Read This Excerpt from Miracle Country
Kendra Atleework‘s debut book Miracle Country is a memoir of a person, a family—and a place. She grew up in Swall Meadows, California, in the Owens Valley of the Eastern Sierra Nevada, where annual rainfall averages five inches and in drought years measures closer to zero. And in this excerpt from Miracle Country, she explains how that shapes the people who live there.
To understand the place we call the Eastern Sierra, you must be able to see what is no longer here. See what hides, change your definition of big and empty and small, of good and bad. Bend and search the desert floor for the near-invisible petals of a crowned muilla and then look up to mountains that seem to rise forever. This dusty margin of California draws and then replicates the kind of people who have never completely adjusted to a human scale. They don’t quite fit other places, be it the orbit of their ideas, good and bad, or the size of the sky they require in order to carry out their lives. The author Mary Austin wandered west from Illinois in 1888, fell into the California desert, and remained for a long time. She wrote of the place, “You will find it forsaken of most things but beauty and madness and death and God.”
Mary Austin came to the Eastern Sierra in 1892. She lived in a brown house in Independence, one of the little towns strung along the highway in Owens Valley, where she wrote novels and essays and stories and plays about the strange presence of the land. As she told it, there was something about this country — “something that rustled and ran, that hung half-remotely, insistent on being noticed, fled from pursuit, and when you turned from it, leaped suddenly and fastened on your vitals.”
I walked around Swall Meadows, and it was not the same. I looked from my bedroom over the old view, the ridge of Wheeler blackened and in places still smoldering. I could not arrange myself anywhere in Swall so that my field of vision did not include evidence of fire.
But once the smoke cleared from the valley, the days after the burn were perfect blue and warm. We were first evacuated from Swall when I was too young to remember much besides snow lying over the mountain and burying our driveway, my father pushing the snowblower, a plume drifting over his shoulder like the tail of a white bird. That February, twenty years ago, we drove to Bishop in case of avalanche, which had swept houses off foundations in decades past. An avalanche had flipped a landmark on Wheeler Crest, a hundred-ton granite boulder Pop nicknamed House Rock, so that it pointed toward the sky.

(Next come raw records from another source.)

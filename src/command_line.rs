use crate::catalog::{LoadReport, Session, TABLES};
use crate::config::Settings;
use anyhow::{anyhow, Result};
use std::io::{self, Write};
use std::path::PathBuf;
use tracing::error;

/// Runs the operator console over a catalog session.
///
/// This function enters a loop that prompts for commands and executes them.
/// The supported commands are:
/// - info: Print the table layout
/// - connect: Open the session (bundle and credentials from settings or prompted)
/// - create_tables: Create the catalog tables if missing
/// - initialize: Prepare the statements
/// - load_items: Bulk-load an items corpus
/// - load_reviews: Bulk-load a reviews corpus
/// - item: Print one item
/// - user_reviews: Print a reviewer's reviews, newest first
/// - item_reviews: Print a product's reviews, newest first
/// - close: Close the session
/// - exit: Exit the program
///
/// Command failures are reported and the loop continues; only console I/O
/// errors end it.
pub async fn run(session: &mut Session, settings: &Settings) -> Result<()> {
    loop {
        let Some(command) = prompt_line(
            "Enter command (info/connect/create_tables/initialize/load_items/load_reviews/item/user_reviews/item_reviews/close/exit)",
            None,
        )?
        else {
            break;
        };
        let outcome: Result<()> = match command.as_str() {
            "info" => {
                print_info(session);
                Ok(())
            }
            "connect" => connect(session, settings).await,
            "create_tables" => session.create_tables().await.map_err(Into::into),
            "initialize" => session.initialize().await.map_err(Into::into),
            "load_items" => load_items(session).await,
            "load_reviews" => load_reviews(session).await,
            "item" => print_item(session).await,
            "user_reviews" => print_user_reviews(session).await,
            "item_reviews" => print_item_reviews(session).await,
            "close" => session.close().await.map_err(Into::into),
            "exit" => break,
            "" => Ok(()),
            _ => {
                println!("Unknown command. Please try again.");
                Ok(())
            }
        };
        if let Err(e) = outcome {
            error!("{command} failed: {e:#}");
        }
    }
    Ok(())
}

/// Prints the keyspace and the layout of every catalog table.
fn print_info(session: &Session) {
    println!("\n--- Catalog Information ---");
    match session.keyspace() {
        Some(keyspace) => println!("Keyspace: {keyspace}"),
        None => println!("Keyspace: <not connected>"),
    }
    for table in TABLES {
        println!("{}", table.describe());
    }
    println!("---------------------------\n");
}

/// Connects with the configured bundle and credentials, prompting for any
/// that are missing.
async fn connect(session: &mut Session, settings: &Settings) -> Result<()> {
    let bundle = match &settings.bundle {
        Some(path) => path.clone(),
        None => PathBuf::from(prompt("Enter bundle path", Some("bundle.json"))?),
    };
    let username = match settings.credentials.username() {
        "" => prompt("Enter username", None)?,
        username => username.to_string(),
    };
    let password = match settings.credentials.password() {
        "" => prompt("Enter password", None)?,
        password => password.to_string(),
    };
    session
        .connect(&bundle, &username, &password, &settings.keyspace)
        .await?;
    Ok(())
}

async fn load_items(session: &Session) -> Result<()> {
    let path = prompt("Enter items file", Some("meta_Books.json"))?;
    let report = session.load_items(&path).await?;
    print_report("items", &report);
    Ok(())
}

async fn load_reviews(session: &Session) -> Result<()> {
    let path = prompt("Enter reviews file", Some("reviews_Books.json"))?;
    let report = session.load_reviews(&path).await?;
    print_report("reviews", &report);
    Ok(())
}

fn print_report(what: &str, report: &LoadReport) {
    println!(
        "Loaded {what}: {} submitted, {} written, {} failed{}",
        report.submitted,
        report.written,
        report.failed,
        if report.timed_out { " (timed out)" } else { "" }
    );
}

async fn print_item(session: &Session) -> Result<()> {
    let asin = prompt_required("Enter asin", Some("B000GFK7L6"))?;
    print!("{}", line_terminated(session.item(&asin).await?));
    Ok(())
}

/// Item blocks end with a newline; the `not exists` marker does not.
fn line_terminated(mut text: String) -> String {
    if !text.ends_with('\n') {
        text.push('\n');
    }
    text
}

async fn print_user_reviews(session: &Session) -> Result<()> {
    let reviewer_id = prompt_required("Enter reviewerID", Some("A2E2F6NKVKB4ZT"))?;
    session
        .user_reviews(&reviewer_id)
        .await?
        .iter()
        .for_each(|line| print!("{line}"));
    Ok(())
}

async fn print_item_reviews(session: &Session) -> Result<()> {
    let asin = prompt_required("Enter asin", Some("B000GFK7L6"))?;
    session
        .item_reviews(&asin)
        .await?
        .iter()
        .for_each(|line| print!("{line}"));
    Ok(())
}

/// Prompts the user for input and returns the entered string, or `None` once
/// stdin is exhausted.
///
/// # Arguments
///
/// * `message` - The message to display to the user
/// * `example` - An optional example value shown next to the message
fn prompt_line(message: &str, example: Option<&str>) -> Result<Option<String>> {
    let full_message = if let Some(ex) = example {
        format!("{} (e.g., {}): ", message, ex)
    } else {
        format!("{}: ", message)
    };
    print!("{}", full_message);
    io::stdout().flush()?;
    let mut input = String::new();
    if io::stdin().read_line(&mut input)? == 0 {
        return Ok(None);
    }
    Ok(Some(input.trim().to_string()))
}

fn prompt(message: &str, example: Option<&str>) -> Result<String> {
    prompt_line(message, example)?.ok_or_else(|| anyhow!("end of input"))
}

fn prompt_required(message: &str, example: Option<&str>) -> Result<String> {
    let input = prompt(message, example)?;
    if input.is_empty() {
        return Err(anyhow!("a value is required"));
    }
    Ok(input)
}

#[cfg(test)]
mod tests {
    use super::*;
    use crate::catalog::NOT_EXISTS;

    #[test]
    fn test_item_output_ends_with_one_newline() {
        assert_eq!(line_terminated(NOT_EXISTS.to_string()), "not exists\n");
        let block = "asin: B001\ntitle: T\nimage: na\ncategories: [na]\ndescription: na\n";
        assert_eq!(line_terminated(block.to_string()), block);
    }
}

I had evacuated for wildfire before, too, but that was in July. “Beautiful country burn again,” wrote the poet Robinson Jeffers in 1926, words that have become famous in California.
If the mountains are burning in February, my neighbors ask, what will summer bring? The streams that encircle Swall Meadows haven’t rushed the way I remember in a while. How starkly different each season once felt. In high school, I remember wet feet because I refused to wear boots. The roof over our lockers collapsed every year under snow. Lately, when I visit home in December, it seems I have traveled to a land of constant warmth, the myth of Southern California stretching north. Back in Minnesota, I tell people, “When I was home this summer,” then recall it was winter.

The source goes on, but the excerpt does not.